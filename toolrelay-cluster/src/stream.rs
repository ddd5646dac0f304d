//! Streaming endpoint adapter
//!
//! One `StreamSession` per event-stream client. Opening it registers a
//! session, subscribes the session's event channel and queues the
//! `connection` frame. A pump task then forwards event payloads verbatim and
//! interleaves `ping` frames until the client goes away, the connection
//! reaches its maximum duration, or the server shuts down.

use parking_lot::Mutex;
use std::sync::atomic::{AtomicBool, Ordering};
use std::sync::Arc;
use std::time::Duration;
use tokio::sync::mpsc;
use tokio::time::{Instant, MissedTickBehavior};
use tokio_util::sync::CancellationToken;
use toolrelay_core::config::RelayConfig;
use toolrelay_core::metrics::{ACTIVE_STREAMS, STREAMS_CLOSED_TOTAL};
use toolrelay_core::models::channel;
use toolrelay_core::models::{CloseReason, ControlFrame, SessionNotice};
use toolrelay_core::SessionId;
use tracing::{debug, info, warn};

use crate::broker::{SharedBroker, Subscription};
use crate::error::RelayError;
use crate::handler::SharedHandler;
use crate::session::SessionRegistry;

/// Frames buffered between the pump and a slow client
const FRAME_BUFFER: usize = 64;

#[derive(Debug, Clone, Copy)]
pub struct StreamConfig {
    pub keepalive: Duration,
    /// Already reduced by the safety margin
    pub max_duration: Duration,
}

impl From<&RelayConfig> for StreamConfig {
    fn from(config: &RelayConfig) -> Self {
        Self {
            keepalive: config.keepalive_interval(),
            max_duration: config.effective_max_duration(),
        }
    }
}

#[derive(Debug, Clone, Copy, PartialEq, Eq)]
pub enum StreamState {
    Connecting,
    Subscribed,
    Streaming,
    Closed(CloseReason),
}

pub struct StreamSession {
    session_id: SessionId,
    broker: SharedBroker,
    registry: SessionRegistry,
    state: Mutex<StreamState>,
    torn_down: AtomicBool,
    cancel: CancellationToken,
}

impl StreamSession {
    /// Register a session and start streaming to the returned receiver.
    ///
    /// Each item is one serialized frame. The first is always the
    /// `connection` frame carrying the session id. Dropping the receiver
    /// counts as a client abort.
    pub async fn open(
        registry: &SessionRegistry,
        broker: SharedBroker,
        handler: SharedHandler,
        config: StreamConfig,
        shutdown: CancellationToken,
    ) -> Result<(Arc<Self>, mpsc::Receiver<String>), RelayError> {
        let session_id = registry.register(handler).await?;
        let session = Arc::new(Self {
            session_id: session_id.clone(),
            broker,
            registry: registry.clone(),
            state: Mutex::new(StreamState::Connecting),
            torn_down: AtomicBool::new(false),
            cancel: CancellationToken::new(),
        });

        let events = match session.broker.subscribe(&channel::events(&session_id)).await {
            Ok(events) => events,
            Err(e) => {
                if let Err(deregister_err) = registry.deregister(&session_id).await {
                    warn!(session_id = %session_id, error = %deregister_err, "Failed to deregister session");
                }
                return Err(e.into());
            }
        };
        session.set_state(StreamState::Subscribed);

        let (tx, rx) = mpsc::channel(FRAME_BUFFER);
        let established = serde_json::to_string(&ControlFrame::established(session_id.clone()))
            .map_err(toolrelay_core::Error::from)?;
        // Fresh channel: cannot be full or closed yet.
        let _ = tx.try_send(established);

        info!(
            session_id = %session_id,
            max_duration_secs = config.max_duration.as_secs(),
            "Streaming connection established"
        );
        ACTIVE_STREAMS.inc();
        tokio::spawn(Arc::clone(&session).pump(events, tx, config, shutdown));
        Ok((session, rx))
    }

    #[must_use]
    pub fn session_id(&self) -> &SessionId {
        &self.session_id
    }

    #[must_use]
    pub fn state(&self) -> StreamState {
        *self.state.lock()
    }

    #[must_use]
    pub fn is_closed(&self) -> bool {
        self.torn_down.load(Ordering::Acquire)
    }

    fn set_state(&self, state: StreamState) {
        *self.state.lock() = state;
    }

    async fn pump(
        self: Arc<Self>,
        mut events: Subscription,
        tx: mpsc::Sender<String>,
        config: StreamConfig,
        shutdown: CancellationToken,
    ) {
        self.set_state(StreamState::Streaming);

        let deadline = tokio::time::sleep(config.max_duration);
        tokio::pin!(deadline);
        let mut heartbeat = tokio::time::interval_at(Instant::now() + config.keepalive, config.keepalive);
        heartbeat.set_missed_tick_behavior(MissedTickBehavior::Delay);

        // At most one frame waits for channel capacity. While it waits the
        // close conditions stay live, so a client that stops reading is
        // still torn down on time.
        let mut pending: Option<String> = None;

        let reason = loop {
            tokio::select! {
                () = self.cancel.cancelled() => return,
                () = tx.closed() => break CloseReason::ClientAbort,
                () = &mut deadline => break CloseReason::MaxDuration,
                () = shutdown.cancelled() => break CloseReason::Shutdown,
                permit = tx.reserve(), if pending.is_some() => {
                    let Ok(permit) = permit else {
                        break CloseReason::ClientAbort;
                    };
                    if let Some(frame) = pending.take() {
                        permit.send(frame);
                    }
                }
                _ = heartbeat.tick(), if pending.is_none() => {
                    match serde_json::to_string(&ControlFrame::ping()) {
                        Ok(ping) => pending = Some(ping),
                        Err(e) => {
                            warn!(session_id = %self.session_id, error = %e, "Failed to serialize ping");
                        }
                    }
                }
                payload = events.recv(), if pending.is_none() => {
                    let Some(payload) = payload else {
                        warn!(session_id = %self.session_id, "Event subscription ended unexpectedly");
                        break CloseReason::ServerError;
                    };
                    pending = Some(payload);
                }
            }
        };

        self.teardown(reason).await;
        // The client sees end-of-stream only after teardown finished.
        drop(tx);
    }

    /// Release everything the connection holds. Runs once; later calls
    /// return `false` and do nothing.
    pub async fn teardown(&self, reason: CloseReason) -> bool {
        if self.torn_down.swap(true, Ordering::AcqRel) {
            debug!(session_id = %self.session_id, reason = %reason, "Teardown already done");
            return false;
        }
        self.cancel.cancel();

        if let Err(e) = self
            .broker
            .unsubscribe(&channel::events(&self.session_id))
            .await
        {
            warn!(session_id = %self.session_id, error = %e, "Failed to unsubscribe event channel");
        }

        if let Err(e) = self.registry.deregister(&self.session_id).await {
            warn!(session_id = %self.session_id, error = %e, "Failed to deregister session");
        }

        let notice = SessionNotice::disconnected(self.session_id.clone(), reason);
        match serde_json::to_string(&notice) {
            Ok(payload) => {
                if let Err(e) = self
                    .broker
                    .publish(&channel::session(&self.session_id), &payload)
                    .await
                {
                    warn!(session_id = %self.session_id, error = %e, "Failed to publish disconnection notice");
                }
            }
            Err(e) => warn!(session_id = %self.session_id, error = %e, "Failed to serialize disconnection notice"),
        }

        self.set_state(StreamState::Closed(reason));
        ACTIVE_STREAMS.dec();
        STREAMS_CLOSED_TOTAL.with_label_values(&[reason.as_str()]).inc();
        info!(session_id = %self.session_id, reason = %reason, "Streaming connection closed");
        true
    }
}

——

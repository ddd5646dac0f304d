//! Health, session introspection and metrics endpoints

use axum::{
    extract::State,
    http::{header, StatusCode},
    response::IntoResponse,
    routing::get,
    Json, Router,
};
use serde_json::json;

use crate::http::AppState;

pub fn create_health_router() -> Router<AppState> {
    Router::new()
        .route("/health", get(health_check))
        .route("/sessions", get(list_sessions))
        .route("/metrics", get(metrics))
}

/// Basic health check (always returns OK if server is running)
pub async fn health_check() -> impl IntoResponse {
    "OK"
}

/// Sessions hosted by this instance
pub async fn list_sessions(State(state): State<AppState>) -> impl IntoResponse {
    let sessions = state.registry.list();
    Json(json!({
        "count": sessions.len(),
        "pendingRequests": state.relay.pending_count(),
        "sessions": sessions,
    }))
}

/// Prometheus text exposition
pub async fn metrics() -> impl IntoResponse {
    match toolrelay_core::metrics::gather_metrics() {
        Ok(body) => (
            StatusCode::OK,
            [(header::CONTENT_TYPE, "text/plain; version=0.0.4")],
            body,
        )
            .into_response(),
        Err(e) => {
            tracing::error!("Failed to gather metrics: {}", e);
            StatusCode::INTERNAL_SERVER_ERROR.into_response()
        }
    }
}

——

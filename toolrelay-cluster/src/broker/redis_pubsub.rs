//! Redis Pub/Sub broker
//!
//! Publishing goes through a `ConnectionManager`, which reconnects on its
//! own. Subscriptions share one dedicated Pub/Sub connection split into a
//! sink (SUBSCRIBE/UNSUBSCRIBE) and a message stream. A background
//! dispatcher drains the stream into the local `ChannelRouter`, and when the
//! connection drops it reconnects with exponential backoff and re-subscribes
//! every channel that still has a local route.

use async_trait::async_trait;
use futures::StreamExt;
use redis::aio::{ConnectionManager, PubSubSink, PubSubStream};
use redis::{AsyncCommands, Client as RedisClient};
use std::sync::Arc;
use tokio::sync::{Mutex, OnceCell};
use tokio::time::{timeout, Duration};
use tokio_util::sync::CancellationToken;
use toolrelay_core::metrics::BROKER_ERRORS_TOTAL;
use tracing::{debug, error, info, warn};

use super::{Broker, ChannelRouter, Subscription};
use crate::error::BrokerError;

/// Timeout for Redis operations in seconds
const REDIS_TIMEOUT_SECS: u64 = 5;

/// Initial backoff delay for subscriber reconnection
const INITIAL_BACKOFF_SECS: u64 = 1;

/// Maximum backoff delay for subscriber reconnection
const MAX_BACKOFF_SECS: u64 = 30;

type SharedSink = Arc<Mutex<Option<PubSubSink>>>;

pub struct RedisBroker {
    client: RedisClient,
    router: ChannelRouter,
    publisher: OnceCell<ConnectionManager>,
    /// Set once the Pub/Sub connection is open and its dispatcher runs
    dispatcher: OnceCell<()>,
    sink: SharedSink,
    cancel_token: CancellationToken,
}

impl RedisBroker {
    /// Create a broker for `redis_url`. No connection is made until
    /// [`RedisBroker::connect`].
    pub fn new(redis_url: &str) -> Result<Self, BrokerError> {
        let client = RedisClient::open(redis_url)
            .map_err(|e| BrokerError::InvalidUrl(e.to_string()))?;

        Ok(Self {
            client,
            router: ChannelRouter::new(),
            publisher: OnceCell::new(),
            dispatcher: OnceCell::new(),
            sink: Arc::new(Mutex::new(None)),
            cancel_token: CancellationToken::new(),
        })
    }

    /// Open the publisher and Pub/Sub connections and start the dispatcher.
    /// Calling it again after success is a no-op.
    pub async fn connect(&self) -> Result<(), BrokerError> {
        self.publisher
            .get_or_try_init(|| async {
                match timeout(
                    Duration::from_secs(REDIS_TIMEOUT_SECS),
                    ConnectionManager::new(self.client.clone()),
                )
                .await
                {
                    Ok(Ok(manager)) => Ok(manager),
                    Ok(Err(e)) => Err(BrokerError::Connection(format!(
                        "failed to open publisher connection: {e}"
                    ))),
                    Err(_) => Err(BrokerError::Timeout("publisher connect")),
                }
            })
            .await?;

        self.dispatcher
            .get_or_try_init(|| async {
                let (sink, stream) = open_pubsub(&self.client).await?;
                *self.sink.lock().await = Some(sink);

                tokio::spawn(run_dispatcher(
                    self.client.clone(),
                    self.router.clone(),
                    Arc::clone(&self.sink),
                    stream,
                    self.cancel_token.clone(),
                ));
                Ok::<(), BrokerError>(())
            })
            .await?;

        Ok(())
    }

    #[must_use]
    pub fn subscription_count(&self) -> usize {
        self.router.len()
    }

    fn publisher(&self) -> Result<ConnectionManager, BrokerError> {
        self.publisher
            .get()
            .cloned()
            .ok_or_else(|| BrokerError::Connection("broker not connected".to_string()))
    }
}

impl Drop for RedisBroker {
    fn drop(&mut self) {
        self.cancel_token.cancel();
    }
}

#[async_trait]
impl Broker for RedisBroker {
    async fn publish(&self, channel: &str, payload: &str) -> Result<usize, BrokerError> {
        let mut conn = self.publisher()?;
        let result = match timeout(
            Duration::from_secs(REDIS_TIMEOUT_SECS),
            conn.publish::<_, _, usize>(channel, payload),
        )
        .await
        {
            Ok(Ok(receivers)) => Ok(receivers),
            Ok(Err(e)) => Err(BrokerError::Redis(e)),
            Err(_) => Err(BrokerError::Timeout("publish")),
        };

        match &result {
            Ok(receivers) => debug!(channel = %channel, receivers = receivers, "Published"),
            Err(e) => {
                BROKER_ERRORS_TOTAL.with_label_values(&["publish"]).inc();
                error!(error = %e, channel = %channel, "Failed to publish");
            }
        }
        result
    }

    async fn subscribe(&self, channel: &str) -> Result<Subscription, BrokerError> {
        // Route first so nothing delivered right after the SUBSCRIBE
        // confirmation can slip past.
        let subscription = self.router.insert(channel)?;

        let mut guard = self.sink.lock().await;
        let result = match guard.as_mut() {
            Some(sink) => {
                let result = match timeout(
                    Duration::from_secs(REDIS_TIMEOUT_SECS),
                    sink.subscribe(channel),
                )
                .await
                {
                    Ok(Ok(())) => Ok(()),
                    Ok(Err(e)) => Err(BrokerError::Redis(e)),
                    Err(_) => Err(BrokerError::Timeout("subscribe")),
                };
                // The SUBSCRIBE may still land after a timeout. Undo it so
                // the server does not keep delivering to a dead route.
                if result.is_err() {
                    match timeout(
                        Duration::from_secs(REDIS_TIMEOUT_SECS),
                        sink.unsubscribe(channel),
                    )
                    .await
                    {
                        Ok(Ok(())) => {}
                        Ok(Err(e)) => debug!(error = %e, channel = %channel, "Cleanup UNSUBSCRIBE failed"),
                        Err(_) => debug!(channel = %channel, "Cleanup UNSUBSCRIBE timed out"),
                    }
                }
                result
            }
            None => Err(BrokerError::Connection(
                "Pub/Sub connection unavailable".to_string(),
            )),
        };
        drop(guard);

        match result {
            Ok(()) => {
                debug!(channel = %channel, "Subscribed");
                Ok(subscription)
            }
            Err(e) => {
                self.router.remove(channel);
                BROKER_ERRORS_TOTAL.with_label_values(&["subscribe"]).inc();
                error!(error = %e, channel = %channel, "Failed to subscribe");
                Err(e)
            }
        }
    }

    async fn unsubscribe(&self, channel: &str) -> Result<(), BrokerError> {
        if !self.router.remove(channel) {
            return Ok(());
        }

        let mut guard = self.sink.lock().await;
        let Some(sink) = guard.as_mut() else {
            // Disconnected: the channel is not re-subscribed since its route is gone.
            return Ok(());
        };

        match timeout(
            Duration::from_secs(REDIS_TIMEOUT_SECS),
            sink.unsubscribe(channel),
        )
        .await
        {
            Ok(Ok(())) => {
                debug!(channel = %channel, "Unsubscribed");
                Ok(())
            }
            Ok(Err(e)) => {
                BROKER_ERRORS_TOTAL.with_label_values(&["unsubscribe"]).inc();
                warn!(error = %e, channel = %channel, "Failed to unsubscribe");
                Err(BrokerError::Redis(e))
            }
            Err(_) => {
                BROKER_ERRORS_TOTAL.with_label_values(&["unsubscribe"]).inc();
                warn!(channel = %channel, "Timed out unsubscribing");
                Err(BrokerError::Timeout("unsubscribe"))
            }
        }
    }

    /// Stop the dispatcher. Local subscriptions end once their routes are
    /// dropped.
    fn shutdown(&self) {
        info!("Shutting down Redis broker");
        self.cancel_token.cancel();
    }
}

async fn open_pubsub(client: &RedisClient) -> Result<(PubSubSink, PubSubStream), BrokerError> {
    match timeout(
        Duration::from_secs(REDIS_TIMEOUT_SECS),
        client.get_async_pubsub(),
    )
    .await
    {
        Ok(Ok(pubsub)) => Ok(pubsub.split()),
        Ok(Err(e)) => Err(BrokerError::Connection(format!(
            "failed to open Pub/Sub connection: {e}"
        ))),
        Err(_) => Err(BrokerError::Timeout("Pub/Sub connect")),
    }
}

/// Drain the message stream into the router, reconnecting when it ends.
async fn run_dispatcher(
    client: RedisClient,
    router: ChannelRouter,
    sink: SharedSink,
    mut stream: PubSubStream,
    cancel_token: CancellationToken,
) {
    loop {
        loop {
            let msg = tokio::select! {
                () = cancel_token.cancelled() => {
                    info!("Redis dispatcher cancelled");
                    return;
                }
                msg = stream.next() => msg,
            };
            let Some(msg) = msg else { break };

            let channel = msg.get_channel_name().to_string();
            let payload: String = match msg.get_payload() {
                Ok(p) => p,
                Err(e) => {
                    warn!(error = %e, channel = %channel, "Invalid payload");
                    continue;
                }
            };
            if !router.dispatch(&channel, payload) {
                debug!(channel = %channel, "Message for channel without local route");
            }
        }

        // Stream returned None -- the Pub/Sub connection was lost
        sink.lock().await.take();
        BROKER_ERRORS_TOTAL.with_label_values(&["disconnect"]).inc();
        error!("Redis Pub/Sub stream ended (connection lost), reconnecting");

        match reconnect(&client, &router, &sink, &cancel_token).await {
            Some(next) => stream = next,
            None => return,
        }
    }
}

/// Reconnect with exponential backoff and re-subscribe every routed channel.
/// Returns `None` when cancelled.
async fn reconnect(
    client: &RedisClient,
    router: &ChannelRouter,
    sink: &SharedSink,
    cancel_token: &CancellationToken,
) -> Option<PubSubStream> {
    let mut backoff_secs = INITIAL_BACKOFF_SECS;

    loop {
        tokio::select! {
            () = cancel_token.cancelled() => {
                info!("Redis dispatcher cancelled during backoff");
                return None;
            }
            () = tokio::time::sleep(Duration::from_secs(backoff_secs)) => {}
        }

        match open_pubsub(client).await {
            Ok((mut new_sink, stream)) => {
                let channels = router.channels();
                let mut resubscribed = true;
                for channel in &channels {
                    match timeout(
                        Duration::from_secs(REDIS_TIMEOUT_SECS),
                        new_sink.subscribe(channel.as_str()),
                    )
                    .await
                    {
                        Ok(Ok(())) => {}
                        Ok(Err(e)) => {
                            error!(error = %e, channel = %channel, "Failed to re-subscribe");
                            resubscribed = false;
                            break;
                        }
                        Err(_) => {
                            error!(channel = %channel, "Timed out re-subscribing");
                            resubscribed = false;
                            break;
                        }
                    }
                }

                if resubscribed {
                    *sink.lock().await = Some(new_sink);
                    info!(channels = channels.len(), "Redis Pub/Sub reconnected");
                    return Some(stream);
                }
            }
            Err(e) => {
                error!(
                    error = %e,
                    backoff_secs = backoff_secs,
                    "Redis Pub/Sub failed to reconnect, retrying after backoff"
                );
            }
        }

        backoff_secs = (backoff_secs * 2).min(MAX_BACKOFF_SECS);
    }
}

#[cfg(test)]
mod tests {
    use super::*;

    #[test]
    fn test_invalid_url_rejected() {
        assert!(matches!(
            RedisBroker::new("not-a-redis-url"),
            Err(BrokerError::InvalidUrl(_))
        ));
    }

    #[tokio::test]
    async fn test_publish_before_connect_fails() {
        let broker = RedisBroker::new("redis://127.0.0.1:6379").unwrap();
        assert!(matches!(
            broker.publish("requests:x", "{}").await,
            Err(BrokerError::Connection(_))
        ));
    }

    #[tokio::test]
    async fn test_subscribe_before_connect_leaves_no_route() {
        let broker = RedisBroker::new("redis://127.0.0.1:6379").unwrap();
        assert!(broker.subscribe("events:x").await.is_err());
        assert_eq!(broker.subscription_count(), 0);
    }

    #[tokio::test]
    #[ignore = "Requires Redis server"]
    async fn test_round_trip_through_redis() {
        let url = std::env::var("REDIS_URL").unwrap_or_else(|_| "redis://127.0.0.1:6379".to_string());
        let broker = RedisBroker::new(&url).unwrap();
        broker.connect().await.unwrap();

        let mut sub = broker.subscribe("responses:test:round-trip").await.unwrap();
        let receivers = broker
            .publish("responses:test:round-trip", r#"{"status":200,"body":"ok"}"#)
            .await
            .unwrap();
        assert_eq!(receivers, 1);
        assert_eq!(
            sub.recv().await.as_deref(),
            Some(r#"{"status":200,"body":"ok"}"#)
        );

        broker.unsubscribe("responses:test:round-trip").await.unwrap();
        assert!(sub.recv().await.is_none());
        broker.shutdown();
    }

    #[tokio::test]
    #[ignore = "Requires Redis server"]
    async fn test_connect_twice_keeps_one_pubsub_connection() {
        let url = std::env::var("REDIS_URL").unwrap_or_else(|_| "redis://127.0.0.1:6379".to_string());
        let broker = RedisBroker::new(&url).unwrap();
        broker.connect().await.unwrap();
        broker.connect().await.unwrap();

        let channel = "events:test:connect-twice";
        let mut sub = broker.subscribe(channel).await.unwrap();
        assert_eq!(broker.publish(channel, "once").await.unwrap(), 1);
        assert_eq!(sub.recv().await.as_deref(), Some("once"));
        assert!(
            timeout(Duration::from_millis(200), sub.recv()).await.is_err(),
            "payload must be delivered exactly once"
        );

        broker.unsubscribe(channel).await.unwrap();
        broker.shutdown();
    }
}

——

### Prompt
Where the string "select" appears in a line of the entries above, return that line.

### Exercise solution
            tokio::select! {
            let msg = tokio::select! {
        tokio::select! {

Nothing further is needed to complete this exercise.